Courtney Love reveals that she was pursuaded to enter rehab through the efforts of none other than drunk driver extraordinaire Mel Gibson. The Kabbalah thing she picked up elsewhere. [Hollyscoop]

Brad Pitt learns of his half-naked appearance on a Vanity Fair cover along with the rest of the nation. [TMZ]

TomKat’s Crazy Will Now Be Legal

Tuesday, October 24th, 2006

Tom and Katie’s rep have now confirmed that their wedding will be November 18th in Italy. I’m glad for Katie since she already got brainwashed and knocked up in the course of a year while waiting in vain for her big wedding. They have been engaged since June 2005, so this wedding has been “in the works” for some time. I wish them well even though I find Tom Cruise super creepy.
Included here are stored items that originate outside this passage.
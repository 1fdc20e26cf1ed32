// src/export.rs

use crate::error::{InvoiceError, Result};
use crate::schema::InvoiceData;
use csv::WriterBuilder;

/// At most this many line items get their own column group.
pub const MAX_CSV_LINE_ITEMS: usize = 10;

const BASE_COLUMNS: &[&str] = &[
    "invoice_number",
    "invoice_date",
    "due_date",
    "billing_address",
    "shipping_address",
    "vendor_name",
    "customer_name",
    "subtotal",
    "tax",
    "total_amount",
    "currency",
];

const LINE_ITEM_COLUMNS: &[&str] = &["description", "quantity", "unit_price", "total_price"];

/// One row per invoice; line items flattened into numbered column groups.
pub fn export_to_csv(invoices: &[&InvoiceData]) -> Result<String> {
    let item_groups = invoices
        .iter()
        .map(|inv| inv.line_items().len())
        .max()
        .unwrap_or(0)
        .min(MAX_CSV_LINE_ITEMS);

    let mut header: Vec<String> = BASE_COLUMNS.iter().map(|c| c.to_string()).collect();
    for i in 1..=item_groups {
        header.extend(LINE_ITEM_COLUMNS.iter().map(|c| format!("line_item_{i}_{c}")));
    }

    let mut writer = WriterBuilder::new().from_writer(Vec::new());
    writer.write_record(&header)?;

    for inv in invoices {
        let mut row = vec![
            text(&inv.invoice_number),
            text(&inv.invoice_date),
            text(&inv.due_date),
            text(&inv.billing_address),
            text(&inv.shipping_address),
            text(&inv.vendor_name),
            text(&inv.customer_name),
            number(inv.subtotal),
            number(inv.tax),
            number(inv.total_amount),
            text(&inv.currency),
        ];
        let items = inv.line_items();
        for i in 0..item_groups {
            match items.get(i) {
                Some(item) => row.extend([
                    text(&item.description),
                    number(item.quantity),
                    number(item.unit_price),
                    number(item.total_price),
                ]),
                None => row.extend(std::iter::repeat_n(String::new(), LINE_ITEM_COLUMNS.len())),
            }
        }
        writer.write_record(&row)?;
    }

    let bytes = writer
        .into_inner()
        .map_err(|e| InvoiceError::Export(e.to_string()))?;
    String::from_utf8(bytes).map_err(|e| InvoiceError::Export(e.to_string()))
}

/// Pretty JSON array of full invoices, line items nested.
pub fn export_to_json(invoices: &[&InvoiceData]) -> Result<String> {
    serde_json::to_string_pretty(invoices).map_err(|e| InvoiceError::Export(e.to_string()))
}

fn text(value: &Option<String>) -> String {
    value.clone().unwrap_or_default()
}

fn number(value: Option<f64>) -> String {
    value.map(|v| v.to_string()).unwrap_or_default()
}

#[cfg(test)]
mod tests {
    use super::*;
    use crate::schema::LineItem;

    fn item(description: &str, total: f64) -> LineItem {
        LineItem {
            description: Some(description.to_string()),
            quantity: Some(1.0),
            unit_price: Some(total),
            total_price: Some(total),
        }
    }

    #[test]
    fn test_empty_export_is_header_only() {
        let csv = export_to_csv(&[]).unwrap();
        assert_eq!(csv.lines().count(), 1);
        assert!(csv.starts_with("invoice_number,invoice_date,"));
        assert!(!csv.contains("line_item_"));
    }

    #[test]
    fn test_rows_and_line_item_groups() {
        let a = InvoiceData {
            invoice_number: Some("A1".into()),
            vendor_name: Some("Shop, Inc".into()),
            total_amount: Some(12.5),
            line_items: Some(vec![item("Pen", 2.5), item("Paper", 10.0)]),
            ..Default::default()
        };
        let b = InvoiceData {
            invoice_number: Some("B2".into()),
            ..Default::default()
        };
        let csv = export_to_csv(&[&a, &b]).unwrap();
        let mut reader = csv::Reader::from_reader(csv.as_bytes());
        let headers = reader.headers().unwrap().clone();
        assert_eq!(headers.len(), 11 + 8);
        assert_eq!(&headers[11], "line_item_1_description");
        assert_eq!(&headers[18], "line_item_2_total_price");

        let rows: Vec<csv::StringRecord> = reader.records().map(|r| r.unwrap()).collect();
        assert_eq!(rows.len(), 2);
        assert_eq!(&rows[0][5], "Shop, Inc");
        assert_eq!(&rows[0][9], "12.5");
        assert_eq!(&rows[0][15], "Paper");
        assert_eq!(&rows[1][0], "B2");
        assert_eq!(&rows[1][11], "");
    }

    #[test]
    fn test_line_items_capped_at_ten_groups() {
        let many = InvoiceData {
            line_items: Some((0..12).map(|i| item(&format!("item {i}"), 1.0)).collect()),
            ..Default::default()
        };
        let csv = export_to_csv(&[&many]).unwrap();
        let header = csv.lines().next().unwrap();
        assert!(header.contains("line_item_10_total_price"));
        assert!(!header.contains("line_item_11_"));
    }

    #[test]
    fn test_json_export_keeps_nesting() {
        let a = InvoiceData {
            line_items: Some(vec![item("Pen", 2.5)]),
            ..Default::default()
        };
        let json = export_to_json(&[&a]).unwrap();
        let parsed: serde_json::Value = serde_json::from_str(&json).unwrap();
        assert_eq!(parsed[0]["line_items"][0]["description"], "Pen");
        assert!(parsed[0]["invoice_number"].is_null());
        assert_eq!(export_to_json(&[]).unwrap(), "[]");
    }
}
use crate::session::ProcessedInvoice;
use serde::Serialize;
use std::collections::HashMap;
use uuid::Uuid;

/// Totals above this are flagged regardless of currency.
pub const HIGH_TOTAL_LIMIT: f64 = 100_000.0;
/// Tax above this share of the total is flagged.
pub const TAX_RATIO_LIMIT: f64 = 0.3;

pub const FLAG_DUPLICATE: &str = "Duplicate invoice number detected.";
pub const FLAG_HIGH_TOTAL: &str = "Unusually high total amount.";
pub const FLAG_HIGH_TAX: &str = "Unusually high tax amount.";

#[derive(Debug, Clone, PartialEq, Serialize)]
pub struct FraudAlert {
    pub id: Uuid,
    pub invoice_number: Option<String>,
    pub total_amount: Option<f64>,
    pub tax: Option<f64>,
    pub flags: Vec<&'static str>,
}

impl FraudAlert {
    /// All triggered flags as one line.
    pub fn message(&self) -> String {
        self.flags.join("; ")
    }
}

#[derive(Debug, Clone, PartialEq, Serialize)]
pub enum FraudReport {
    NothingToAnalyze,
    Clear,
    Alerts(Vec<FraudAlert>),
}

/// Apply the duplicate-number, high-total and tax-ratio rules to every record.
pub fn detect_fraud(invoices: &[ProcessedInvoice]) -> FraudReport {
    if invoices.is_empty() {
        return FraudReport::NothingToAnalyze;
    }

    let mut counts: HashMap<&str, usize> = HashMap::new();
    for number in invoices.iter().filter_map(|inv| inv.invoice.invoice_number.as_deref()) {
        *counts.entry(number).or_default() += 1;
    }

    let alerts: Vec<FraudAlert> = invoices
        .iter()
        .filter_map(|inv| {
            let invoice = &inv.invoice;
            let mut flags = Vec::new();

            if invoice
                .invoice_number
                .as_deref()
                .is_some_and(|n| counts.get(n).copied().unwrap_or_default() > 1)
            {
                flags.push(FLAG_DUPLICATE);
            }
            if invoice.total_amount.is_some_and(|t| t > HIGH_TOTAL_LIMIT) {
                flags.push(FLAG_HIGH_TOTAL);
            }
            if let (Some(tax), Some(total)) = (invoice.tax, invoice.total_amount) {
                if tax > TAX_RATIO_LIMIT * total {
                    flags.push(FLAG_HIGH_TAX);
                }
            }

            (!flags.is_empty()).then(|| FraudAlert {
                id: inv.id,
                invoice_number: invoice.invoice_number.clone(),
                total_amount: invoice.total_amount,
                tax: invoice.tax,
                flags,
            })
        })
        .collect();

    if alerts.is_empty() {
        FraudReport::Clear
    } else {
        FraudReport::Alerts(alerts)
    }
}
I wonder if the guests will dress as aliens? Seriously if anyone knows what a Scientology wedding entails please shoot me an email.

TomKat Wedding Crisis

Monday, October 16th, 2006


Katie Holmes’ Catholic parents have threatened to boycott her wedding to Tom Cruise if it’s held in the Scientologist tradition. They also object to the Rob Thomas mask he insists she wear throughout the ceremony.